[Extracted records]
---*---

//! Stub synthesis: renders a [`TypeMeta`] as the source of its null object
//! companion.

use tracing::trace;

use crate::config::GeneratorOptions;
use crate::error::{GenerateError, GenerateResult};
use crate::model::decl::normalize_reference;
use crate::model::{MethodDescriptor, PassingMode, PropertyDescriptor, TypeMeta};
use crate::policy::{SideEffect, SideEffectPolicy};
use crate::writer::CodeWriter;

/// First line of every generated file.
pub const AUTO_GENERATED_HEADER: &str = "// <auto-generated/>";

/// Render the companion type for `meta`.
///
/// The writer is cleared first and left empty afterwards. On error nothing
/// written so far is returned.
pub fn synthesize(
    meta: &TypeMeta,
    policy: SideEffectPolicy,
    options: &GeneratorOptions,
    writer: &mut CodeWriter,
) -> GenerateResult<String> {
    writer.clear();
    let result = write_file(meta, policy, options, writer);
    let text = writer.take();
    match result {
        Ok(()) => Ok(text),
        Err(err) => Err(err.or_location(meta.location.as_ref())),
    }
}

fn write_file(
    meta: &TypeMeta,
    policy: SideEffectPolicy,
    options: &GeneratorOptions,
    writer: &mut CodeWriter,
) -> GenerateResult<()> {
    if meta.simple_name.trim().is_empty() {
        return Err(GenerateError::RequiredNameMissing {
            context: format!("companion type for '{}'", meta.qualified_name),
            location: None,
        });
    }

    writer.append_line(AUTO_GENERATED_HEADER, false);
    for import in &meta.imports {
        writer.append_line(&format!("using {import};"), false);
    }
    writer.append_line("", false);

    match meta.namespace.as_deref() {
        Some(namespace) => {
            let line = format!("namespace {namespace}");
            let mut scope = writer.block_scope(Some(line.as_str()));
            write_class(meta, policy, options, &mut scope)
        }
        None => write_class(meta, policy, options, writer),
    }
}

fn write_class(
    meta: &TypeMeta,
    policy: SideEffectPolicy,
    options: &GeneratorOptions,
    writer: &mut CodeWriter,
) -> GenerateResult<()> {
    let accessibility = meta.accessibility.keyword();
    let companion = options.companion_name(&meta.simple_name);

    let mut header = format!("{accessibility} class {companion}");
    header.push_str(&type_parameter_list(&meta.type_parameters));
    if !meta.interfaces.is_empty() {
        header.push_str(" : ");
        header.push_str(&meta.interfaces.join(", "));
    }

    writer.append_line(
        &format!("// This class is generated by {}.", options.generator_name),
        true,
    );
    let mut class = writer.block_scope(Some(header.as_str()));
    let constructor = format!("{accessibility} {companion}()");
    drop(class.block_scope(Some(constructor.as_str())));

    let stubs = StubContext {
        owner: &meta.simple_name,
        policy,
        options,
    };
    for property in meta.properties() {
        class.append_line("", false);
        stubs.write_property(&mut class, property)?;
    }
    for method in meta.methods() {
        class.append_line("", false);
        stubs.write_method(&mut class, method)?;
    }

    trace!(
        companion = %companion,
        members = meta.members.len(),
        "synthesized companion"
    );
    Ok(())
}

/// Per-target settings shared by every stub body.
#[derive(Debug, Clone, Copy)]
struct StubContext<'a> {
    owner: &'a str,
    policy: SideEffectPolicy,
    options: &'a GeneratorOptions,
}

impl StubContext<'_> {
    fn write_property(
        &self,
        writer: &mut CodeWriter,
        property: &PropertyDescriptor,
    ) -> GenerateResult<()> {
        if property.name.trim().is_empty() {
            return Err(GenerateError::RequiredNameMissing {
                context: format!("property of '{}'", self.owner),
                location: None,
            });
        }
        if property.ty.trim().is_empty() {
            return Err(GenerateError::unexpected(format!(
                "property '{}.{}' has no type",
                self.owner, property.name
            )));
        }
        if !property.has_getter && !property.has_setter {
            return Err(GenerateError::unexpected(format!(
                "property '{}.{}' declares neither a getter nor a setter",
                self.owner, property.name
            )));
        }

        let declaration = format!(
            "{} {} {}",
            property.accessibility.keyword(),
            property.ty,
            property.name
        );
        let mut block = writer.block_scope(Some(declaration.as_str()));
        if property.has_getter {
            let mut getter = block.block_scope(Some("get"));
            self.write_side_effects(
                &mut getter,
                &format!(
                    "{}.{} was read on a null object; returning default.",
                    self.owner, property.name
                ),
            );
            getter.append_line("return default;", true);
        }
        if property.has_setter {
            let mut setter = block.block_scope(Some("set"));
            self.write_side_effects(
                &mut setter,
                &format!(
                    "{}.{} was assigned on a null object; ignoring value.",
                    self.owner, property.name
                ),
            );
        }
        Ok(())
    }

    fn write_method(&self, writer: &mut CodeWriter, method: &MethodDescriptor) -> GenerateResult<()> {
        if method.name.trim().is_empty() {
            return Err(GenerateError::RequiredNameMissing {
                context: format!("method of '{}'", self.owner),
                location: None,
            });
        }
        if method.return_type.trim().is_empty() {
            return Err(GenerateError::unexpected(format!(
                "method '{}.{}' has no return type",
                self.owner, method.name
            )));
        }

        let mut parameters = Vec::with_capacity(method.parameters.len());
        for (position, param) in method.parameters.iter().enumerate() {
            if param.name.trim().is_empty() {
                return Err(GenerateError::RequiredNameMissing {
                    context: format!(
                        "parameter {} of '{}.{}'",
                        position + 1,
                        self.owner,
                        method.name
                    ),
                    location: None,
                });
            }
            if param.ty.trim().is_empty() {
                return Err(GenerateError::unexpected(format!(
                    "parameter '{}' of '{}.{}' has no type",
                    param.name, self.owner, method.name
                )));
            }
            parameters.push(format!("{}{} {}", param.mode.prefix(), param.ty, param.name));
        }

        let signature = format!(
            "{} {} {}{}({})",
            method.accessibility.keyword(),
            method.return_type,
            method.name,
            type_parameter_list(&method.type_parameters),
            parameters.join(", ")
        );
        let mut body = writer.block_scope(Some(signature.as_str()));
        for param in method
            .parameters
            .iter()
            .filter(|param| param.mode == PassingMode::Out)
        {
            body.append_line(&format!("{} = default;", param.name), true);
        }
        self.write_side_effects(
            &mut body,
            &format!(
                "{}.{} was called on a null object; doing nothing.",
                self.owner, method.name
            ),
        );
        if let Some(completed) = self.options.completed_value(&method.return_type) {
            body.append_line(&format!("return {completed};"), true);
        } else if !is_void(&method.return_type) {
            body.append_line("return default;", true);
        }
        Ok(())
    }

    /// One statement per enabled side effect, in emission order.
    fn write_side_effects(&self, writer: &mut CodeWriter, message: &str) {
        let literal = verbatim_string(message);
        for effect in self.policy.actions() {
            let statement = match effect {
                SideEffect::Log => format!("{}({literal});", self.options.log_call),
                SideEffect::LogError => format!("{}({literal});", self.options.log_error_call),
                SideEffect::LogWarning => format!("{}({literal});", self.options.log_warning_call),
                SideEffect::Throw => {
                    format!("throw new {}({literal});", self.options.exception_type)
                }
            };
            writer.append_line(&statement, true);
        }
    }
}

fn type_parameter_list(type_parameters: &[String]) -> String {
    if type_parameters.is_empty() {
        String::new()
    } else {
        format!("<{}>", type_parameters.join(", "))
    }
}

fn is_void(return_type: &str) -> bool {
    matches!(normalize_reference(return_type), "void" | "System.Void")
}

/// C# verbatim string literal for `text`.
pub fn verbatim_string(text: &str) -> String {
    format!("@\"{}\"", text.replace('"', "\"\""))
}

---*---

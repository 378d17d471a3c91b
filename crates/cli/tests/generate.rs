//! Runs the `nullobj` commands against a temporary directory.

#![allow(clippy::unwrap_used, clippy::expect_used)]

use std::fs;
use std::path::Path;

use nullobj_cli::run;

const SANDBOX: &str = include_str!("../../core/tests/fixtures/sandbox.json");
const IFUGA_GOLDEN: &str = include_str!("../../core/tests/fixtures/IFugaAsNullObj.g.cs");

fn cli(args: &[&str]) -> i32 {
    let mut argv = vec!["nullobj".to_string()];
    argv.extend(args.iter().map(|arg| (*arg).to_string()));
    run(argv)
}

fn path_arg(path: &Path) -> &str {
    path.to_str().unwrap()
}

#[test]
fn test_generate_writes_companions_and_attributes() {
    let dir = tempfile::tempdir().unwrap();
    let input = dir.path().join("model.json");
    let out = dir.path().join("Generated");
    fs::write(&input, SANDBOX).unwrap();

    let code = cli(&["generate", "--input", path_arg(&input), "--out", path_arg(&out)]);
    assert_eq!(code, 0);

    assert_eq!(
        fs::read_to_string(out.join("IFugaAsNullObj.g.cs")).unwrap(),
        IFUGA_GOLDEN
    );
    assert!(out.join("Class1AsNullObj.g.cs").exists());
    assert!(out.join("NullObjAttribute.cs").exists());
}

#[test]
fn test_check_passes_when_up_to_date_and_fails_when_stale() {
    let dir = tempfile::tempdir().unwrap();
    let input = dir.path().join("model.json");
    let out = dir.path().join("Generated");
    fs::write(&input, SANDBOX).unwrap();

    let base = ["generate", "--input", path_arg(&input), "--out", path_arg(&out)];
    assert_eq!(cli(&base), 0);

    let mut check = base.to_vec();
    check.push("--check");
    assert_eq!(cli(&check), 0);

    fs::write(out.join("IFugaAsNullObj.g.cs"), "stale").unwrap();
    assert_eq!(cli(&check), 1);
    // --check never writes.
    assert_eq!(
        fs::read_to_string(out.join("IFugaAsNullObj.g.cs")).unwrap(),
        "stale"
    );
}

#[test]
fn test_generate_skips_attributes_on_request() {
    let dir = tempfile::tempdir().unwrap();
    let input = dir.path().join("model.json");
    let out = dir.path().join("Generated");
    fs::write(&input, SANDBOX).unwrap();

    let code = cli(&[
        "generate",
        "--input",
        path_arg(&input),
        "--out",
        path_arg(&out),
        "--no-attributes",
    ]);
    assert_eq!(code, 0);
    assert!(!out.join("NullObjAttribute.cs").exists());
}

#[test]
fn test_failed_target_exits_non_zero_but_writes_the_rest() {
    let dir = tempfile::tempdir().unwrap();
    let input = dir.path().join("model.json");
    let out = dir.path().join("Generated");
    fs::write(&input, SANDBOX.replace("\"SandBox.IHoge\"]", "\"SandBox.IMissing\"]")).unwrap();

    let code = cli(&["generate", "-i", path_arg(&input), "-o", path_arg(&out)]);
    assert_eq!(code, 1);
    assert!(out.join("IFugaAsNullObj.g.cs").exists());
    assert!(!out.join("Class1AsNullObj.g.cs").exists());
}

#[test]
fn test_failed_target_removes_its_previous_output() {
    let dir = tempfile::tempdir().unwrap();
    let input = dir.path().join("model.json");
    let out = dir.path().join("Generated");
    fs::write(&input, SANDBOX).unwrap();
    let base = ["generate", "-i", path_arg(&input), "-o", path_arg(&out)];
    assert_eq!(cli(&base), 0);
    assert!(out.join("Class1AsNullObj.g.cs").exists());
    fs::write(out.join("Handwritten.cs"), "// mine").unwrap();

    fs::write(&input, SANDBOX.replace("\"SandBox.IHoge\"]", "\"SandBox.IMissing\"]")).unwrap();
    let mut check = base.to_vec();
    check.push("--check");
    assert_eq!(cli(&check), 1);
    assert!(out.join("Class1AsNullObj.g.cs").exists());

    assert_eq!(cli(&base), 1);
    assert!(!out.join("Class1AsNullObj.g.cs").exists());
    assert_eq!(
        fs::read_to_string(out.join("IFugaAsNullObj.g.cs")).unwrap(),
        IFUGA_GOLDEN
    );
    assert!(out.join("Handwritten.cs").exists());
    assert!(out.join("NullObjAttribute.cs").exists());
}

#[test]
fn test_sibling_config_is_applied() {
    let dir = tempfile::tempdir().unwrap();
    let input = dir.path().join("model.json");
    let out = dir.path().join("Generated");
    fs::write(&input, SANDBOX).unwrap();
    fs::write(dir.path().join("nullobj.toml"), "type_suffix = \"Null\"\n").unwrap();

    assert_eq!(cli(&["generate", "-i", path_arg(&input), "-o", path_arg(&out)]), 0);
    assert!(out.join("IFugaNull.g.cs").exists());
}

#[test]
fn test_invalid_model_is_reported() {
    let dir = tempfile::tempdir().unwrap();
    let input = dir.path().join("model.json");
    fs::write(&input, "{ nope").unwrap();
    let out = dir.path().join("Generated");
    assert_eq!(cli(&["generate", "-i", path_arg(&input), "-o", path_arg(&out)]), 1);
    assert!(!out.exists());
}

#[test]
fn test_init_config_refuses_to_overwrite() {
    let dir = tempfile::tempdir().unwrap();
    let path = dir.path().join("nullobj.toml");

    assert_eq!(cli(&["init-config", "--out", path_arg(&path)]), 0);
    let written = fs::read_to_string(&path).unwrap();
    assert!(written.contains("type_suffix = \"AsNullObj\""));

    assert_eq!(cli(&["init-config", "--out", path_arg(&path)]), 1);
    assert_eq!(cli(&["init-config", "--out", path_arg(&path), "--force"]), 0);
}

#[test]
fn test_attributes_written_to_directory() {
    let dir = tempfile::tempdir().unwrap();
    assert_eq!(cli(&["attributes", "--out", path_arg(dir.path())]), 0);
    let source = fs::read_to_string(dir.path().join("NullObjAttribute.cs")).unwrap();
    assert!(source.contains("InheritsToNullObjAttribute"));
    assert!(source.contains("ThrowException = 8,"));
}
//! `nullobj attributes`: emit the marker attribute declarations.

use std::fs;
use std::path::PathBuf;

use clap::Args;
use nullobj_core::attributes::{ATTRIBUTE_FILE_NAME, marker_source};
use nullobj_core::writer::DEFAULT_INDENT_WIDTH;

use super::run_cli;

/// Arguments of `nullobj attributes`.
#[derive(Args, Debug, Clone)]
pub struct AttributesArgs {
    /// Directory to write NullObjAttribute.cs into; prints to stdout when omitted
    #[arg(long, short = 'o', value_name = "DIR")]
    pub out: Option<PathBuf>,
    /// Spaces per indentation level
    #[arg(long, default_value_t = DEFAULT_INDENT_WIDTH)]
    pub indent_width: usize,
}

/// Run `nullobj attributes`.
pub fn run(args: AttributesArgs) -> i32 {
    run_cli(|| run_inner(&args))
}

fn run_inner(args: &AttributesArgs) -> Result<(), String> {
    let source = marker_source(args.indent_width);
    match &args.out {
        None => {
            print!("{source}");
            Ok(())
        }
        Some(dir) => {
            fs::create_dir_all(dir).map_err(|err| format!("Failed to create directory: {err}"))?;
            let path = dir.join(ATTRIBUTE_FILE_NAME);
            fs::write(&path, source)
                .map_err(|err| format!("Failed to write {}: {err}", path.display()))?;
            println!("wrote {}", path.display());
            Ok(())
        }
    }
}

---*---

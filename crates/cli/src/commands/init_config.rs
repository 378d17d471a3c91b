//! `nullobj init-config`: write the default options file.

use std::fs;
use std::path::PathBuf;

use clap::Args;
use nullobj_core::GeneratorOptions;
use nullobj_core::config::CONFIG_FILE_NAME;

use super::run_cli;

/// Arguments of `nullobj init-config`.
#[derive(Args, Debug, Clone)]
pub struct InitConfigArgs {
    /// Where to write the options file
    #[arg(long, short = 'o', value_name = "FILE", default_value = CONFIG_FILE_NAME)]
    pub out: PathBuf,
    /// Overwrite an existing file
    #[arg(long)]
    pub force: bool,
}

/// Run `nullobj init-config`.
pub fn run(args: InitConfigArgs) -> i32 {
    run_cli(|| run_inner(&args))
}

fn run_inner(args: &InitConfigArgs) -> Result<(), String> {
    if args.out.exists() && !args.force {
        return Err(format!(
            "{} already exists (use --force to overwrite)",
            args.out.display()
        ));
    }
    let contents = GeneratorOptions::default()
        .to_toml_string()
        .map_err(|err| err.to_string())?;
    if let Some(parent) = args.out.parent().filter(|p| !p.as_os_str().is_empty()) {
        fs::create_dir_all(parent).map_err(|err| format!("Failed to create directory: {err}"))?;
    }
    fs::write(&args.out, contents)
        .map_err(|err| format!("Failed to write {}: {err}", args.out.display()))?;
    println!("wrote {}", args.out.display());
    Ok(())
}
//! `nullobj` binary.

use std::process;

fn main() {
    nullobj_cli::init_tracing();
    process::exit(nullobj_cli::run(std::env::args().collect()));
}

---*---

*What to do*: Of the entries above, transcribe exactly those lines that fall between the line containing "its null object" and the line containing "use crate::model::decl::normalize_reference;", together with those two lines.

*Solution for this task*:
//! Stub synthesis: renders a [`TypeMeta`] as the source of its null object
//! companion.

use tracing::trace;

use crate::config::GeneratorOptions;
use crate::error::{GenerateError, GenerateResult};
use crate::model::decl::normalize_reference;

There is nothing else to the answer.